The reason we cherish the concept of
free speech is the same reason we also have libel laws: people
disagree. On everything.
Isaac Newton's law which says that for
every action there is an equal and opposite reaction, applies as much
to opinions as to physics. Where opinions clash, sometimes truth
emerges. But often there is only wreckage.
I seldom read the comments that follow
online news stories or opinion pieces. Not because I don't care what
people think, but because reading conversations between anonymous
identities is simply not very helpful.
But I do read anonymous online opinions
about consumer goods that I might buy, or services I'm shopping for,
like hotel accommodations in places where I plan to travel. Until
recently, I'd missed the connection between them and the comments
sections following news stories. My bad.
When people post anonymous opinions,
it's often more work than it's worth, to find the grains of truth
behind the invective poured out by people, who would silence
themselves very quickly, if their true identities were revealed.
That's what happened recently to Ottawa
student Olivia Parsons. According to her story, she had a bad
experience with a landlord. After she had moved to a new address, she
posted a negative review of the management company on consumer
complaints web sites like Yelp, Pissed Consumer and Google.
Under an assumed name, of course.
What surprised her (and me) is that the
landlord, CLV Group, discovered her true identity and new address —
and sent her a cease-and-desist letter threatening legal action if
her critical posts were not taken down in five (5) days.
Disputes between landlords and tenants
are pretty common. So is the clench in one's gut when a corporation
backed by a legal firm sends you the message: “We know who you are,
we know where you live, stop saying bad things about us.”
So the posts came down.
If being named publicly is enough to
stop an anonymous troll from spewing whatever it is that anonymous
trolls spew, being exposed by a well-known consumer advocate like
CBC's Go Public can also have a cease-and-desist effect.
I'm not interested if Parson's
complaints as reported by Go Public would stand up in court as
defence against a libel suit. I'm interested in what's become of our
notion of free speech in the age of the Internet.
Our concepts of free speech and fair
comment grew up in a public marketplace. If your opinions can be
repeated face-to-face in a public square (assuming you have the
courage to say them in the public square), they can be weighed by the
legal system that also grew up in the public square.
People claim the Internet is the
ultimate public square. But really, it isn't.
Not when people of insufficient courage
or plain bad intentions can anonymously post online judgements
against people or organizations in the real world.
Would you call this an erosion of free
speech? I would.
But the online world does not worry
about such concepts. The Internet simply adapts.
Imagine being the operator of a hotel,
and a malicious review of your establishment is posted online, for
all the world to see on a giant consumer review site like Trip
Adviser.
What do you do? You contact an online
reputation and reassurance service, like Kwikchex.

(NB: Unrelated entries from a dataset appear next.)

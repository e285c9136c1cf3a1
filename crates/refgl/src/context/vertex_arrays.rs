//! Vertex attribute arrays and generic attribute values.

use refgl_core::enums::*;
use refgl_core::{FormatMapper, GLenum, GlError};

use super::{GlResult, Parameter, ReferenceContext};
use crate::buffer::BufferTarget;
use crate::vertex_array::{
    is_float_attrib_type, is_integer_attrib_type, is_packed_attrib_type, GenericAttrib,
    VertexAttribArray,
};

/// Arguments shared by `vertexAttribPointer` and `vertexAttribIPointer`
#[derive(Debug, Clone, Copy)]
struct AttribPointer {
    index: u32,
    size: i32,
    type_: GLenum,
    normalized: bool,
    integer: bool,
    stride: i32,
    offset: isize,
}

impl<M: FormatMapper> ReferenceContext<M> {
    fn check_attrib_index(&self, index: u32) -> GlResult<usize> {
        if index < self.limits.max_vertex_attribs {
            Ok(index as usize)
        } else {
            Err(GlError::InvalidValue)
        }
    }

    /// Describe a float attribute array sourced from the bound array buffer
    pub fn vertex_attrib_pointer(
        &mut self,
        index: u32,
        size: i32,
        type_: GLenum,
        normalized: bool,
        stride: i32,
        offset: isize,
    ) {
        let result = self.vertex_attrib_pointer_checked(AttribPointer {
            index,
            size,
            type_,
            normalized,
            integer: false,
            stride,
            offset,
        });
        self.record("vertexAttribPointer", result);
    }

    /// Describe an integer attribute array sourced from the bound array buffer
    pub fn vertex_attrib_i_pointer(&mut self, index: u32, size: i32, type_: GLenum, stride: i32, offset: isize) {
        let result = self.vertex_attrib_pointer_checked(AttribPointer {
            index,
            size,
            type_,
            normalized: false,
            integer: true,
            stride,
            offset,
        });
        self.record("vertexAttribIPointer", result);
    }

    fn vertex_attrib_pointer_checked(&mut self, pointer: AttribPointer) -> GlResult {
        let index = self.check_attrib_index(pointer.index)?;
        if !(1..=4).contains(&pointer.size) {
            return Err(GlError::InvalidValue);
        }

        let type_ok = if pointer.integer {
            is_integer_attrib_type(pointer.type_)
        } else {
            is_float_attrib_type(pointer.type_)
        };
        if !type_ok {
            return Err(GlError::InvalidEnum);
        }

        if pointer.stride < 0 {
            return Err(GlError::InvalidValue);
        }
        let offset = usize::try_from(pointer.offset).map_err(|_| GlError::InvalidValue)?;

        if is_packed_attrib_type(pointer.type_) && pointer.size != 4 {
            return Err(GlError::InvalidOperation);
        }
        let buffer = self.state.buffers.get(BufferTarget::Array);
        if buffer.is_none() && offset != 0 {
            return Err(GlError::InvalidOperation);
        }

        let attrib = &mut self.current_vertex_array_mut().attribs[index];
        *attrib = VertexAttribArray {
            size: pointer.size,
            stride: pointer.stride,
            type_: pointer.type_,
            normalized: pointer.normalized,
            integer: pointer.integer,
            offset,
            buffer,
            ..*attrib
        };
        Ok(())
    }

    /// Enable an attribute array in the bound vertex array
    pub fn enable_vertex_attrib_array(&mut self, index: u32) {
        let result = self.set_attrib_enabled(index, true);
        self.record("enableVertexAttribArray", result);
    }

    /// Disable an attribute array in the bound vertex array
    pub fn disable_vertex_attrib_array(&mut self, index: u32) {
        let result = self.set_attrib_enabled(index, false);
        self.record("disableVertexAttribArray", result);
    }

    fn set_attrib_enabled(&mut self, index: u32, enabled: bool) -> GlResult {
        let index = self.check_attrib_index(index)?;
        self.current_vertex_array_mut().attribs[index].enabled = enabled;
        Ok(())
    }

    /// Set the instance divisor of an attribute array
    pub fn vertex_attrib_divisor(&mut self, index: u32, divisor: u32) {
        let result = self.check_attrib_index(index).map(|index| {
            self.current_vertex_array_mut().attribs[index].divisor = divisor;
        });
        self.record("vertexAttribDivisor", result);
    }

    // =========================================================================
    // GENERIC VALUES
    // =========================================================================

    fn set_generic_attrib(&mut self, entry: &'static str, index: u32, value: GenericAttrib) {
        let result = self.check_attrib_index(index).map(|index| {
            self.state.generic_attribs[index] = value;
        });
        self.record(entry, result);
    }

    /// Set a generic attribute to `(x, 0, 0, 1)`
    pub fn vertex_attrib_1f(&mut self, index: u32, x: f32) {
        self.set_generic_attrib("vertexAttrib1f", index, GenericAttrib::Float([x, 0.0, 0.0, 1.0]));
    }

    /// Set a generic attribute to `(x, y, 0, 1)`
    pub fn vertex_attrib_2f(&mut self, index: u32, x: f32, y: f32) {
        self.set_generic_attrib("vertexAttrib2f", index, GenericAttrib::Float([x, y, 0.0, 1.0]));
    }

    /// Set a generic attribute to `(x, y, z, 1)`
    pub fn vertex_attrib_3f(&mut self, index: u32, x: f32, y: f32, z: f32) {
        self.set_generic_attrib("vertexAttrib3f", index, GenericAttrib::Float([x, y, z, 1.0]));
    }

    /// Set a generic attribute to `(x, y, z, w)`
    pub fn vertex_attrib_4f(&mut self, index: u32, x: f32, y: f32, z: f32, w: f32) {
        self.set_generic_attrib("vertexAttrib4f", index, GenericAttrib::Float([x, y, z, w]));
    }

    /// Set a generic attribute to signed integers
    pub fn vertex_attrib_i4i(&mut self, index: u32, x: i32, y: i32, z: i32, w: i32) {
        self.set_generic_attrib("vertexAttribI4i", index, GenericAttrib::Int([x, y, z, w]));
    }

    /// Set a generic attribute to unsigned integers
    pub fn vertex_attrib_i4ui(&mut self, index: u32, x: u32, y: u32, z: u32, w: u32) {
        self.set_generic_attrib("vertexAttribI4ui", index, GenericAttrib::Uint([x, y, z, w]));
    }

    // =========================================================================
    // QUERIES
    // =========================================================================

    /// Query an attribute array of the bound vertex array, or the generic
    /// value with `GL_CURRENT_VERTEX_ATTRIB`
    pub fn get_vertex_attrib(&mut self, index: u32, pname: GLenum) -> Parameter {
        let result = self.get_vertex_attrib_checked(index, pname);
        self.record_or_default("getVertexAttrib", result)
    }

    fn get_vertex_attrib_checked(&self, index: u32, pname: GLenum) -> GlResult<Parameter> {
        if !matches!(
            pname,
            GL_VERTEX_ATTRIB_ARRAY_ENABLED
                | GL_VERTEX_ATTRIB_ARRAY_SIZE
                | GL_VERTEX_ATTRIB_ARRAY_STRIDE
                | GL_VERTEX_ATTRIB_ARRAY_TYPE
                | GL_VERTEX_ATTRIB_ARRAY_NORMALIZED
                | GL_VERTEX_ATTRIB_ARRAY_INTEGER
                | GL_VERTEX_ATTRIB_ARRAY_DIVISOR
                | GL_VERTEX_ATTRIB_ARRAY_BUFFER_BINDING
                | GL_CURRENT_VERTEX_ATTRIB
        ) {
            return Err(GlError::InvalidEnum);
        }
        let index = self.check_attrib_index(index)?;
        if pname == GL_CURRENT_VERTEX_ATTRIB {
            return Ok(Parameter::Attrib(self.state.generic_attribs[index]));
        }

        let attrib = &self.current_vertex_array().attribs[index];
        Ok(match pname {
            GL_VERTEX_ATTRIB_ARRAY_ENABLED => Parameter::Bool(attrib.enabled),
            GL_VERTEX_ATTRIB_ARRAY_SIZE => Parameter::Int(attrib.size),
            GL_VERTEX_ATTRIB_ARRAY_STRIDE => Parameter::Int(attrib.stride),
            GL_VERTEX_ATTRIB_ARRAY_TYPE => Parameter::Enum(attrib.type_),
            GL_VERTEX_ATTRIB_ARRAY_NORMALIZED => Parameter::Bool(attrib.normalized),
            GL_VERTEX_ATTRIB_ARRAY_INTEGER => Parameter::Bool(attrib.integer),
            GL_VERTEX_ATTRIB_ARRAY_DIVISOR => Parameter::UInt(attrib.divisor),
            GL_VERTEX_ATTRIB_ARRAY_BUFFER_BINDING => Parameter::Buffer(attrib.buffer),
            _ => unreachable!("vertex attrib pname 0x{:04x} already validated", pname),
        })
    }

    /// Byte offset of an attribute array (`GL_VERTEX_ATTRIB_ARRAY_POINTER`)
    pub fn get_vertex_attrib_offset(&mut self, index: u32, pname: GLenum) -> usize {
        let result = if pname == GL_VERTEX_ATTRIB_ARRAY_POINTER {
            self.check_attrib_index(index)
                .map(|index| self.current_vertex_array().attribs[index].offset)
        } else {
            Err(GlError::InvalidEnum)
        };
        self.record_or_default("getVertexAttribOffset", result)
    }
}

#[cfg(test)]
mod tests {
    use super::super::tests::context;
    use super::*;
    use crate::buffer::BufferData;

    #[test]
    fn test_pointer_index_out_of_range() {
        let mut ctx = context();
        let max = ctx.limits().max_vertex_attribs;
        let before = ctx.vertex_array(None).cloned();
        ctx.vertex_attrib_pointer(max, 4, GL_FLOAT, false, 0, 0);
        assert_eq!(ctx.get_error(), GlError::InvalidValue);
        assert_eq!(ctx.vertex_array(None).cloned(), before);
    }

    #[test]
    fn test_pointer_validation_order() {
        let mut ctx = context();
        ctx.vertex_attrib_pointer(10_000, 4, GL_RGBA, false, 0, 0);
        assert_eq!(ctx.get_error(), GlError::InvalidValue);
        ctx.vertex_attrib_pointer(99, 7, GL_RGBA, false, -1, 0);
        assert_eq!(ctx.get_error(), GlError::InvalidValue);
        ctx.vertex_attrib_pointer(0, 0, GL_RGBA, false, 0, 0);
        assert_eq!(ctx.get_error(), GlError::InvalidValue);
        ctx.vertex_attrib_pointer(0, 4, GL_RGBA, false, -1, 0);
        assert_eq!(ctx.get_error(), GlError::InvalidEnum);
        ctx.vertex_attrib_i_pointer(0, 9, GL_FLOAT, 0, 0);
        assert_eq!(ctx.get_error(), GlError::InvalidValue);
        ctx.vertex_attrib_pointer(0, 0, GL_FLOAT, false, 0, 0);
        assert_eq!(ctx.get_error(), GlError::InvalidValue);
        ctx.vertex_attrib_pointer(0, 4, GL_FLOAT, false, -4, 0);
        assert_eq!(ctx.get_error(), GlError::InvalidValue);
        ctx.vertex_attrib_pointer(0, 4, GL_FLOAT, false, 0, -8);
        assert_eq!(ctx.get_error(), GlError::InvalidValue);
        ctx.vertex_attrib_pointer(0, 3, GL_INT_2_10_10_10_REV, true, 0, 0);
        assert_eq!(ctx.get_error(), GlError::InvalidOperation);
        ctx.vertex_attrib_pointer(0, 4, GL_FLOAT, false, 0, 16);
        assert_eq!(ctx.get_error(), GlError::InvalidOperation);
        ctx.vertex_attrib_i_pointer(0, 4, GL_FLOAT, 0, 0);
        assert_eq!(ctx.get_error(), GlError::InvalidEnum);

        ctx.vertex_attrib_pointer(0, 4, GL_INT_2_10_10_10_REV, true, 0, 0);
        assert_eq!(ctx.get_error(), GlError::NoError);
    }

    #[test]
    fn test_pointer_captures_array_buffer() {
        let mut ctx = context();
        let buffer = ctx.create_buffer();
        ctx.bind_buffer(GL_ARRAY_BUFFER, Some(buffer));
        ctx.buffer_data(GL_ARRAY_BUFFER, BufferData::Size(64), GL_STATIC_DRAW);
        ctx.enable_vertex_attrib_array(2);
        ctx.vertex_attrib_divisor(2, 3);
        ctx.vertex_attrib_i_pointer(2, 2, GL_UNSIGNED_SHORT, 8, 4);
        ctx.bind_buffer(GL_ARRAY_BUFFER, None);
        assert_eq!(ctx.get_error(), GlError::NoError);

        let attrib = ctx.vertex_array(None).map(|v| v.attribs[2]).unwrap_or_default();
        assert_eq!(
            attrib,
            VertexAttribArray {
                enabled: true,
                size: 2,
                stride: 8,
                type_: GL_UNSIGNED_SHORT,
                normalized: false,
                integer: true,
                divisor: 3,
                offset: 4,
                buffer: Some(buffer),
            }
        );
        assert_eq!(ctx.get_vertex_attrib(2, GL_VERTEX_ATTRIB_ARRAY_BUFFER_BINDING), Parameter::Buffer(Some(buffer)));
        assert_eq!(ctx.get_vertex_attrib(2, GL_VERTEX_ATTRIB_ARRAY_INTEGER), Parameter::Bool(true));
        assert_eq!(ctx.get_vertex_attrib(2, GL_VERTEX_ATTRIB_ARRAY_DIVISOR), Parameter::UInt(3));
        assert_eq!(ctx.get_vertex_attrib_offset(2, GL_VERTEX_ATTRIB_ARRAY_POINTER), 4);
    }

    #[test]
    fn test_attribs_are_per_vertex_array() {
        let mut ctx = context();
        let vao = ctx.create_vertex_array();
        ctx.bind_vertex_array(Some(vao));
        ctx.enable_vertex_attrib_array(0);
        ctx.vertex_attrib_pointer(0, 2, GL_BYTE, true, 2, 0);
        assert_eq!(ctx.get_vertex_attrib(0, GL_VERTEX_ATTRIB_ARRAY_SIZE), Parameter::Int(2));

        ctx.bind_vertex_array(None);
        assert_eq!(ctx.get_vertex_attrib(0, GL_VERTEX_ATTRIB_ARRAY_ENABLED), Parameter::Bool(false));
        assert_eq!(ctx.get_vertex_attrib(0, GL_VERTEX_ATTRIB_ARRAY_SIZE), Parameter::Int(4));
        assert_eq!(ctx.get_vertex_attrib(0, GL_VERTEX_ATTRIB_ARRAY_TYPE), Parameter::Enum(GL_FLOAT));
        assert_eq!(ctx.get_error(), GlError::NoError);
    }

    #[test]
    fn test_generic_values() {
        let mut ctx = context();
        assert_eq!(
            ctx.get_vertex_attrib(1, GL_CURRENT_VERTEX_ATTRIB),
            Parameter::Attrib(GenericAttrib::Float([0.0; 4]))
        );
        ctx.vertex_attrib_2f(1, 0.5, 2.0);
        assert_eq!(
            ctx.get_vertex_attrib(1, GL_CURRENT_VERTEX_ATTRIB),
            Parameter::Attrib(GenericAttrib::Float([0.5, 2.0, 0.0, 1.0]))
        );
        ctx.vertex_attrib_i4ui(1, 1, 2, 3, 4);
        assert_eq!(
            ctx.get_vertex_attrib(1, GL_CURRENT_VERTEX_ATTRIB),
            Parameter::Attrib(GenericAttrib::Uint([1, 2, 3, 4]))
        );

        let max = ctx.limits().max_vertex_attribs;
        ctx.vertex_attrib_4f(max, 1.0, 1.0, 1.0, 1.0);
        assert_eq!(ctx.get_error(), GlError::InvalidValue);
        ctx.get_vertex_attrib(0, GL_VERTEX_ATTRIB_ARRAY_POINTER);
        assert_eq!(ctx.get_error(), GlError::InvalidEnum);
        ctx.enable_vertex_attrib_array(max);
        assert_eq!(ctx.get_error(), GlError::InvalidValue);
    }
}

So, instead of publicly determining if
the hotel's restaurant really did serve bad mussels, or if there
really are bedbugs crawling the room, you pit one online giant
against another, using more legal resources than anyone could
possibly afford on their own.
So, as Kwikchex claims, thousands of
negative online reviews are taken down, and large entities like Trip
Advisor get challenged in court.
Or, an individual consumer like Olivia
Parsons contacts an online advocate.
How much of this even has brushing
contact with free speech? In my view, not much.
If you think your landlord has done you
wrong, there are agencies set up to help determine the truth of the
matter. If you don't think a hotel gave good service for the money,
sign your name to the complaint.
If you think I — or anyone else —
may be full of baloney, don't hide behind a baloney moniker to say
so.
Our ideas about free speech and fair
comment are not fully transferable to the Internet. Not yet, anyway.
Until they are, the Internet grows its own adaptations.